Saved entries:
++++++++

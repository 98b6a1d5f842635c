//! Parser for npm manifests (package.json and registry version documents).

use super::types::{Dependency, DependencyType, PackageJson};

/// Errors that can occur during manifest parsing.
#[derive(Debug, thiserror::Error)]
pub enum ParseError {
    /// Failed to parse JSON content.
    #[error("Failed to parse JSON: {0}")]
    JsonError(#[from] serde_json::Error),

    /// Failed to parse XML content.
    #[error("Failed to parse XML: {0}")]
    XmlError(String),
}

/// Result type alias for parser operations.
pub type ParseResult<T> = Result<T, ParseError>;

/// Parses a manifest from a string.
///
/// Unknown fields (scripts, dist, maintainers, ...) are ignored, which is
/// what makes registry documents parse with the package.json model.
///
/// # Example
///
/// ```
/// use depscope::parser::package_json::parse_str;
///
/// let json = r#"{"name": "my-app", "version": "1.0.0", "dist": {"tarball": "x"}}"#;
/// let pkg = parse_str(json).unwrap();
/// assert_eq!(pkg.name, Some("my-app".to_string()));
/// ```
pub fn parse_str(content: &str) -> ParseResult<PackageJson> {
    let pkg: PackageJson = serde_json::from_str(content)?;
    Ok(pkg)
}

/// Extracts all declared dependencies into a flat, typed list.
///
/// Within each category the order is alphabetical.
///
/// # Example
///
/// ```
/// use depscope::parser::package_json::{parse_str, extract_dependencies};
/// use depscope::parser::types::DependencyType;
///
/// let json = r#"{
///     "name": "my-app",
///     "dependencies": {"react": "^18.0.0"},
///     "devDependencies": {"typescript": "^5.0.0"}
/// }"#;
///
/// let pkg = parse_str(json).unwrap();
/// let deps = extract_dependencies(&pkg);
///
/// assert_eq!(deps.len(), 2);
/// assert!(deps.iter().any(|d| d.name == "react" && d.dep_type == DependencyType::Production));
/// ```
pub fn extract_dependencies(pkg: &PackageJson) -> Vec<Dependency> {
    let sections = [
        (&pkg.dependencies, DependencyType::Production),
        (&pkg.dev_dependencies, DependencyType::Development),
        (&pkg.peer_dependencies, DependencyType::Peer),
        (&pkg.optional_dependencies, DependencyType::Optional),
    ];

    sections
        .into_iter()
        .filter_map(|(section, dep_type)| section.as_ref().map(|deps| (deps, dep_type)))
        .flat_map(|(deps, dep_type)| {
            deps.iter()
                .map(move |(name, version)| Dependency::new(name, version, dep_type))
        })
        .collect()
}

++++++++

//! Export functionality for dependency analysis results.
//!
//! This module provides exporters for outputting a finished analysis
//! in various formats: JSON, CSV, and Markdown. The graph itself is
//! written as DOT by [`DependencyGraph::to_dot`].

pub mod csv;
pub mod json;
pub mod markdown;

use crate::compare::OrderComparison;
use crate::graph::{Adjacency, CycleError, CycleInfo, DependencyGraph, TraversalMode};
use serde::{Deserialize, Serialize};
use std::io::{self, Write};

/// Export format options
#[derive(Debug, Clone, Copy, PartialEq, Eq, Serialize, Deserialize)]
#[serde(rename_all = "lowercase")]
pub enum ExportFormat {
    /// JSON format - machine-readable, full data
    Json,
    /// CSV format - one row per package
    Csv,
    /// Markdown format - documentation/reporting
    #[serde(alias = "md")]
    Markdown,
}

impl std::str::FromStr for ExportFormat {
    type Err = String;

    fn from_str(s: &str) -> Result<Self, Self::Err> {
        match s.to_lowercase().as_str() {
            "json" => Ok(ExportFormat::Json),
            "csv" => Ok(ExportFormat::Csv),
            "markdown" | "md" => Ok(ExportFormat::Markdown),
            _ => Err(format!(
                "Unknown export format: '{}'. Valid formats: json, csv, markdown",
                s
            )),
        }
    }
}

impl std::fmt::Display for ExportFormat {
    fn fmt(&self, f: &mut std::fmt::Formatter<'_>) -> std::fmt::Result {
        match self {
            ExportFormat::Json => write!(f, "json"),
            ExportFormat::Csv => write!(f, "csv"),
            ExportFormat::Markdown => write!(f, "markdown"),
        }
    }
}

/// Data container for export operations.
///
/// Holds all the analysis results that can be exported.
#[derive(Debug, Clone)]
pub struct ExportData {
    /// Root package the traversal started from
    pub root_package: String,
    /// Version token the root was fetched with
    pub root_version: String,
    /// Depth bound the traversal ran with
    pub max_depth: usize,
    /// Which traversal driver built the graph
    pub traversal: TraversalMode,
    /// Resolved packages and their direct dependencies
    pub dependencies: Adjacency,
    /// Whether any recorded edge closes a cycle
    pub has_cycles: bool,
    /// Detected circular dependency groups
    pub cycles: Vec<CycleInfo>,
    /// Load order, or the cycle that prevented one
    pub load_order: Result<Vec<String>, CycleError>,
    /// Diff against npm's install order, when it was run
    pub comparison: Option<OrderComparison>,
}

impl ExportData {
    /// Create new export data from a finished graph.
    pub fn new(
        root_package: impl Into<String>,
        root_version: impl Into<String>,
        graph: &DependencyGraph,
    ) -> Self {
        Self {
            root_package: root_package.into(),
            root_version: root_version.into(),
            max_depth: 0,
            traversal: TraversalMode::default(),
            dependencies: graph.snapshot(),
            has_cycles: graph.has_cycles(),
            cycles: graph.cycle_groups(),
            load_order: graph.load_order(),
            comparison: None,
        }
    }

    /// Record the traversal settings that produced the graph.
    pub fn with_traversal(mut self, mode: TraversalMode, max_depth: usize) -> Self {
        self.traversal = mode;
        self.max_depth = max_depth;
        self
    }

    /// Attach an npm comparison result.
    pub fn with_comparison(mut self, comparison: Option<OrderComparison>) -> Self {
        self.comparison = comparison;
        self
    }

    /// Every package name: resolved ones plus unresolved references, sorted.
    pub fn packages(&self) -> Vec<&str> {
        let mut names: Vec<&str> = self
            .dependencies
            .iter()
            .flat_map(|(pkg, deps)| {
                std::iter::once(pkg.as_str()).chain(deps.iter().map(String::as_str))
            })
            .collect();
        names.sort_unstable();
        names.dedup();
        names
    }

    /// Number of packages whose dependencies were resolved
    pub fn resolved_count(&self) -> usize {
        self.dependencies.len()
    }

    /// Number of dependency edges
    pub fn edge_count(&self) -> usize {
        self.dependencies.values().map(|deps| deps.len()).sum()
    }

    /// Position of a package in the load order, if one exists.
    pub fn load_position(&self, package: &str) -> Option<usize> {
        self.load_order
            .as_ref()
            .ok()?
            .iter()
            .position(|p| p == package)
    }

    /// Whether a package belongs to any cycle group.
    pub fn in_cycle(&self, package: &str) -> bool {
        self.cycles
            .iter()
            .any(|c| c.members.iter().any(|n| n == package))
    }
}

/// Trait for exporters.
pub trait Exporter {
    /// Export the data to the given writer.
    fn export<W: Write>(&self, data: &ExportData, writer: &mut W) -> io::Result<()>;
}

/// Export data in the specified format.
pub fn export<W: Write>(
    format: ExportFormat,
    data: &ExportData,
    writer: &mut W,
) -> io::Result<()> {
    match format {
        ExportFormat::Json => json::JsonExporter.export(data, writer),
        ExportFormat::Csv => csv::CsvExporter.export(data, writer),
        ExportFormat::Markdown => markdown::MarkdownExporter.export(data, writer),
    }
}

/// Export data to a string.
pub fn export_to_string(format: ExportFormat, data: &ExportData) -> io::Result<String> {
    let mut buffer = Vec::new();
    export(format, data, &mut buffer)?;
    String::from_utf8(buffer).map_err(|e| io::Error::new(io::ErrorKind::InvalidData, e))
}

++++++++

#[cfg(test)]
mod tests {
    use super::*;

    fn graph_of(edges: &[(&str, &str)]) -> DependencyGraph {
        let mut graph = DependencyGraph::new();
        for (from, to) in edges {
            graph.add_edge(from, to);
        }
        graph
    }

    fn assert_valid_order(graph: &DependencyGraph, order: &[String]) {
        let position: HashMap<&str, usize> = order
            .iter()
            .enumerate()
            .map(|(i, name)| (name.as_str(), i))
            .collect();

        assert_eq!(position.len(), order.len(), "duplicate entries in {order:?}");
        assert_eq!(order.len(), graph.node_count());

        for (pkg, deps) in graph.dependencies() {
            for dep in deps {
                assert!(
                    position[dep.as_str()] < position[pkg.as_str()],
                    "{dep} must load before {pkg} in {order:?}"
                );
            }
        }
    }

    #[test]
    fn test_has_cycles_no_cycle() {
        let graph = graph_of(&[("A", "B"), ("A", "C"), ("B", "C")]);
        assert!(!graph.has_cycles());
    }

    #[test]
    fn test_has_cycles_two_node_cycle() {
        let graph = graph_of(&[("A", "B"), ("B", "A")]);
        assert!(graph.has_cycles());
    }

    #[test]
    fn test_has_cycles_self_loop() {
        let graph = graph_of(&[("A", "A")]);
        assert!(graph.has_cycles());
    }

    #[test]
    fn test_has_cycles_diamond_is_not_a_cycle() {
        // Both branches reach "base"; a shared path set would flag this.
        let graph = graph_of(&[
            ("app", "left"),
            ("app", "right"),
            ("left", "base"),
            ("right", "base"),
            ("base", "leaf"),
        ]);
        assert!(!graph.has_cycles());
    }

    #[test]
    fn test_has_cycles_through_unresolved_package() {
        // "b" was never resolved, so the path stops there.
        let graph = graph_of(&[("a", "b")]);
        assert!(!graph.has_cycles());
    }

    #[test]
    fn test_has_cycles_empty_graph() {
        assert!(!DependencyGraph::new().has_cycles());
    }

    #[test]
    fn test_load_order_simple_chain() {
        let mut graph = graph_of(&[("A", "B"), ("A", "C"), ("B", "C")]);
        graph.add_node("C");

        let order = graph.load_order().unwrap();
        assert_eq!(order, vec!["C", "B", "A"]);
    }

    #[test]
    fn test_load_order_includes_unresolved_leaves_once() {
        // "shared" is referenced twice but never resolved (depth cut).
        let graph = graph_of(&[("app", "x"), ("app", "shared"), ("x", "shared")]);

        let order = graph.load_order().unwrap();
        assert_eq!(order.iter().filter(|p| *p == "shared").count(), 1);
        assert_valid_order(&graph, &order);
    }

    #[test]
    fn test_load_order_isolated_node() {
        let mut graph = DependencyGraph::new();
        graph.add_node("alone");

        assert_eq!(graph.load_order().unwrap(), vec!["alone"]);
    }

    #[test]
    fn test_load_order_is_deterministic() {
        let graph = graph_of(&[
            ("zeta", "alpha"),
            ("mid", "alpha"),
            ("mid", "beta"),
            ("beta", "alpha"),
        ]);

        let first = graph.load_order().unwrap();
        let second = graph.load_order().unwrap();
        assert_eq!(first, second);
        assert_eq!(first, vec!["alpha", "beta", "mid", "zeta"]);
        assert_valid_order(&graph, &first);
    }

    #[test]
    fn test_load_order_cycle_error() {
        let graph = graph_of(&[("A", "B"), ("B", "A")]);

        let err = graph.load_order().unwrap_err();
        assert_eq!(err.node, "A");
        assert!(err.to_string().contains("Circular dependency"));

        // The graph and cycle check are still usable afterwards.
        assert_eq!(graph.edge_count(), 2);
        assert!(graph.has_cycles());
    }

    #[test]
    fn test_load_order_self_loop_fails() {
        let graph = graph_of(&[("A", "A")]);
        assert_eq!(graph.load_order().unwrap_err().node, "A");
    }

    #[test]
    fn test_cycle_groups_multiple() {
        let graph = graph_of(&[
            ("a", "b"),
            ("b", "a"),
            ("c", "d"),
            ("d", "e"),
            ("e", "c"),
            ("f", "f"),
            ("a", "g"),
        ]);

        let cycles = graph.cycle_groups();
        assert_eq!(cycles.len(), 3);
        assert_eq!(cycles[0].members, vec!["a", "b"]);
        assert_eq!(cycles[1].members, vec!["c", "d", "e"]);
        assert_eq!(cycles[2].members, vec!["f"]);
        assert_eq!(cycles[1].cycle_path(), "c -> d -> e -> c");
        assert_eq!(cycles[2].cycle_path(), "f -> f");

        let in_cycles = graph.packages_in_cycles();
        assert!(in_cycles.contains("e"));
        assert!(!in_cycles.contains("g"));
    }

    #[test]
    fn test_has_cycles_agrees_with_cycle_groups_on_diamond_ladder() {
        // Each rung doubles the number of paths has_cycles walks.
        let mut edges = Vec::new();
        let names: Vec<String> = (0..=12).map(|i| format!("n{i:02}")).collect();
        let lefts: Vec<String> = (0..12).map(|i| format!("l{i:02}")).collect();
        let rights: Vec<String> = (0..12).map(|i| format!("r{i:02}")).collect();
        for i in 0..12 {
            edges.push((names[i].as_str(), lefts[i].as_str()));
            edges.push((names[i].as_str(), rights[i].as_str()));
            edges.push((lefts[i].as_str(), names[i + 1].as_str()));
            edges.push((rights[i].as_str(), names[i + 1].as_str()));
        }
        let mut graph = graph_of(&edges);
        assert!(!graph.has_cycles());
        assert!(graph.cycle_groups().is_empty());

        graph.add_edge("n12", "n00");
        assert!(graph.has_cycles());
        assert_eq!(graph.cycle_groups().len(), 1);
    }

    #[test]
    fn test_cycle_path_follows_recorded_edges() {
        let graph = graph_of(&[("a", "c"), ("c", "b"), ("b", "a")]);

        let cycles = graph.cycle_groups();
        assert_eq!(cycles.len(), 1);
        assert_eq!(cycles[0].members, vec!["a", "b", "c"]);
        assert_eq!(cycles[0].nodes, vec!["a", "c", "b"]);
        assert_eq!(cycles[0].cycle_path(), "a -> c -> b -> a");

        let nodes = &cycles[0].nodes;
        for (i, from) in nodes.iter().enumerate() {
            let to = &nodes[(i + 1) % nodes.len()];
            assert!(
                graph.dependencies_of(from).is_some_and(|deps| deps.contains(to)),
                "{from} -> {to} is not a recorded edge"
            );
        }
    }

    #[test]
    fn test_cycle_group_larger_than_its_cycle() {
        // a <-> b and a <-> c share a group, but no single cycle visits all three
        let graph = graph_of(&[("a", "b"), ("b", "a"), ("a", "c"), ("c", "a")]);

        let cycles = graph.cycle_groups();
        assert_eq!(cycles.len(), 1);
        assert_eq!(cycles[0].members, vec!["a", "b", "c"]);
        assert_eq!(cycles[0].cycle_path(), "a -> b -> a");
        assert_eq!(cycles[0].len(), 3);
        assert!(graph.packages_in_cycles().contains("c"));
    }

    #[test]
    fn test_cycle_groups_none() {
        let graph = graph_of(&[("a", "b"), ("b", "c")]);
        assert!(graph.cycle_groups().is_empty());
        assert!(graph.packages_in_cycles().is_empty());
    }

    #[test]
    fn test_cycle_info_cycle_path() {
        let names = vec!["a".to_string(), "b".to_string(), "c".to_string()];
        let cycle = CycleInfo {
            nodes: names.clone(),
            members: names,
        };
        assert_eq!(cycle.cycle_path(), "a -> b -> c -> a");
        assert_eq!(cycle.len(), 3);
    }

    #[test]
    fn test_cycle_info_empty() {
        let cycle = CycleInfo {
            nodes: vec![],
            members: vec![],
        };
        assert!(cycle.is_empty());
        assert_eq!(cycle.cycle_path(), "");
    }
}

++++++++

**What needs to be done**
One number is the full answer: how many lines of the records include the string "CycleError".

**Answer to this problem**
2